Provincia
San Giovanni in Fiore: Marco Ambrogio, il grande sconfitto, non molla. “Torneremo più forti di prima”
Antonio Barile ribalta il risultato del primo turno e diventa sindaco di San Giovanni in Fiore. Marco Ambrogio rompe il silenzio questa mattina con un breve post sui social: nessuna congratulazione all’avversario, ma la promessa di un pronto riscatto

SAN GIOVANNI IN FIORE (CS) – Non c’è dubbio che Marco Ambrogio è il grande sconfitto di queste elezioni amministrative 2026. Non sono bastati un esercito di candidati consiglieri con ben 10 liste e l’appoggio di tutto l’endorsement regionale (compreso il Presidente Roberto Occhiuto e persino il neo sindaco di Reggio Calabria) per succedere alla moglie Rosaria Succurro alla guida di San Giovanni in Fiore. Sconfitto nettamente al ballottaggio da Antonio Barile. Il candidato della lista civica ha ottenuto 5.457 voti pari al 55,38% dei consensi sul candidato del centrodestra che si ferma al 44,62% con 4.397 voti. Determinate per il successo di Barile l’appoggio degli altri due candidati in corsa al primo turno: Luigi Candalise e Giuseppe Belcastro.
Il fallimento del primo turno e il ribaltone al ballottaggio
Eppure per Marco Ambrogio l’occasione, un calcio di rigore per usare un paragone calcistico, si era presentata al primo turno. I tre competitors dall’altra parte correvano divisi. Ma è proprio lì che è maturata la sua sconfitta, non aver vinto al primo turno. Al ballottaggio, infatti, lo scenario è radicalmente mutato.

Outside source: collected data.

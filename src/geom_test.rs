#![allow(clippy::float_cmp)]

use std::f64::consts::{FRAC_PI_2, PI};

use super::*;

fn approx(a: Point, b: Point) -> bool {
    (a.x - b.x).abs() < 1e-9 && (a.y - b.y).abs() < 1e-9
}

// =============================================================
// Point
// =============================================================

#[test]
fn distance_is_euclidean() {
    assert_eq!(Point::new(0.0, 0.0).distance(Point::new(3.0, 4.0)), 5.0);
}

#[test]
fn midpoint_halves_both_axes() {
    assert_eq!(Point::new(50.0, 50.0).midpoint(Point::new(150.0, 70.0)), Point::new(100.0, 60.0));
}

#[test]
fn angle_to_along_positive_x_is_zero() {
    assert_eq!(Point::new(50.0, 50.0).angle_to(Point::new(150.0, 50.0)), 0.0);
}

#[test]
fn angle_to_downward_is_half_pi() {
    // y grows downward on the surface.
    let a = Point::new(0.0, 0.0).angle_to(Point::new(0.0, 10.0));
    assert!((a - FRAC_PI_2).abs() < 1e-12);
}

// =============================================================
// world_to_local / local_to_world
// =============================================================

#[test]
fn world_to_local_without_rotation_is_offset() {
    let local = world_to_local(Point::new(110.0, 95.0), Point::new(100.0, 100.0), 0.0);
    assert!(approx(local, Point::new(10.0, -5.0)));
}

#[test]
fn world_to_local_undoes_rotation() {
    // A point straight below a pivot rotated by 90° lies on the local +x axis.
    let local = world_to_local(Point::new(100.0, 120.0), Point::new(100.0, 100.0), FRAC_PI_2);
    assert!(approx(local, Point::new(20.0, 0.0)));
}

#[test]
fn local_to_world_inverts_world_to_local() {
    let pivot = Point::new(-7.5, 42.0);
    let world = Point::new(13.0, 3.25);
    for rotation in [0.0, 0.3, PI, -2.0, 17.0] {
        let back = local_to_world(world_to_local(world, pivot, rotation), pivot, rotation);
        assert!(approx(back, world), "rotation {rotation}");
    }
}

#[test]
fn local_frame_preserves_distance() {
    let pivot = Point::new(10.0, 10.0);
    let world = Point::new(40.0, 50.0);
    let local = world_to_local(world, pivot, 1.234);
    assert!((local.length_squared() - (pivot - world).length_squared()).abs() < 1e-9);
}
#![allow(clippy::float_cmp)]

use super::*;
use crate::scene::ElementKind;

fn at() -> Point {
    Point::new(100.0, 100.0)
}

// =============================================================
// parse
// =============================================================

#[test]
fn parses_cross_player_with_palette_spelling() {
    let payload = PalettePayload::parse(r#"{"type":"player","shape":"X","colorType":"home"}"#).unwrap();
    assert_eq!(payload.kind, PaletteKind::Player);
    assert_eq!(payload.shape, Some(Glyph::Cross));
    assert_eq!(payload.color_type, Some(Team::Home));
}

#[test]
fn parses_number_player() {
    let payload =
        PalettePayload::parse(r#"{"type":"player","shape":"number","text":"7","colorType":"away"}"#).unwrap();
    assert_eq!(payload, PalettePayload::player(Glyph::Number, "7", Team::Away));
}

#[test]
fn rejects_malformed_json() {
    assert!(matches!(PalettePayload::parse("{not json"), Err(EditorError::InvalidPayload(_))));
}

#[test]
fn rejects_unknown_kind_and_tags() {
    assert!(PalettePayload::parse(r#"{"type":"cone"}"#).is_err());
    assert!(PalettePayload::parse(r#"{"type":"player","shape":"star","colorType":"home"}"#).is_err());
    assert!(PalettePayload::parse(r#"{"type":"player","shape":"X","colorType":"neutral"}"#).is_err());
}

#[test]
fn extra_fields_are_ignored() {
    let payload = PalettePayload::parse(r#"{"type":"player","shape":"X","colorType":"home","draggable":"true"}"#);
    assert!(payload.is_ok());
}

// =============================================================
// into_element
// =============================================================

#[test]
fn player_payload_builds_player_at_drop_point() {
    let el = PalettePayload::player(Glyph::Cross, "", Team::Home).into_element(at(), 60.0).unwrap();
    assert_eq!((el.x, el.y, el.rotation), (100.0, 100.0, 0.0));
    assert_eq!(el.kind, ElementKind::Player { glyph: Glyph::Cross, label: String::new(), team: Team::Home });
}

#[test]
fn number_without_text_gets_empty_label() {
    let payload = PalettePayload::parse(r#"{"type":"player","shape":"number","colorType":"home"}"#).unwrap();
    let el = payload.into_element(at(), 60.0).unwrap();
    assert!(matches!(el.kind, ElementKind::Player { ref label, .. } if label.is_empty()));
}

#[test]
fn player_without_team_is_rejected() {
    let payload = PalettePayload::parse(r#"{"type":"player","shape":"X"}"#).unwrap();
    assert!(matches!(
        payload.into_element(at(), 60.0),
        Err(EditorError::MissingField { field: "colorType", .. })
    ));
}

#[test]
fn player_without_shape_is_rejected() {
    let payload = PalettePayload::parse(r#"{"type":"player","colorType":"home"}"#).unwrap();
    assert!(matches!(payload.into_element(at(), 60.0), Err(EditorError::MissingField { field: "shape", .. })));
}

#[test]
fn arrow_payload_uses_given_length_and_default_style() {
    let payload = PalettePayload::parse(r#"{"type":"arrow"}"#).unwrap();
    let el = payload.into_element(at(), 42.0).unwrap();
    assert_eq!(el.kind, ElementKind::Arrow { style: ArrowStyle::Straight, length: 42.0 });
}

Al motto di “via lo straniero”, Antonio Barile ha incassato l’appoggio strategico e decisivo di Belcastro e Candalise che ha consentito di ribaltare in modo netto il risultato del primo turno, battendo l’avversario con un distacco di quasi 10 punti percentuali e tornando trionfalmente alla guida di San Giovanni in Fiore.

La reazione di Marco Ambrogio e il nodo dell’“anatra zoppa”
Mentre le strade della capitale della Sila venivano invase da caroselli di auto, cori festosi e applausi scroscianti per accompagnare il neo-eletto sindaco Antonio Barile verso il comune, Marco Ambrogio ha scelto la via del silenzio per l’intera giornata di ieri. Chiuso nel suo quartier generale, l’esponente del centrodestra ha rilasciato solo poche e taglienti battute ai microfoni di LAC TV, delineando un futuro amministrativo tutt’altro che sereno per il nuovo sindaco.
Ambrogio ha infatti evidenziato con fermezza che Antonio Barile riuscirà a governare al massimo per un anno poi si tornerà a votare. Il motivo è nei numeri emersi proprio al primo turno: il nuovo sindaco dovrà fare i conti con la complessa situazione della cosiddetta “anatra zoppa”, potendo contare su appena 5 consiglieri di maggioranza contro gli 11 di minoranza eletti dalle liste di Ambrogio.
Il candidato del centrodestra ha anche detto con estrema decisione che i consiglieri eletti nelle sue liste non faranno in alcun modo da stampella alla nuova amministrazione. “Da solo non ce l’avrebbe mai fatta”, ha rimarcato Ambrogio, sottolineando come il trionfo dell’avversario sia unicamente il frutto del sostegno ricevuto da parte del Partito Democratico e di altri “cespugli” del centrosinistra.
La conferma ufficiale della linea dura è arrivata questa mattina tramite i canali social. Poche righe pubblicate sulla sua pagina Facebook, scritte esclusivamente per ringraziare solo il proprio elettorato, a testimonianza di una campagna elettorale vissuta al veleno con accuse da una parte e dall’altra. Ma la democrazia alla fine ha espresso il suo verdetto insindacabile e bisogna accettarlo.
“Grazie di cuore a tutte le persone che mi hanno votato, sostenuto, incoraggiato. Grazie di cuore ai miei candidati, a quanti si sono impegnati per me, ai volontari, agli amici, ai bambini che mi hanno accompagnato con il loro affetto sincero, agli anziani, alle famiglie, alle associazioni, ai dipendenti comunali, ai precari, ai lavoratori, alle famiglie, ai commercianti, agli imprenditori e a tutti coloro che hanno creduto nel nostro progetto di cambiamento e liberazione per il bene della comunità. Non siamo affatto abbattuti, torneremo molto più forti di prima. Insieme”. La battaglia politica a San Giovanni in Fiore sembra tutt’altro che conclusa, e si sposta ora tra i banchi del consiglio comunale che si preannuncia infuocato.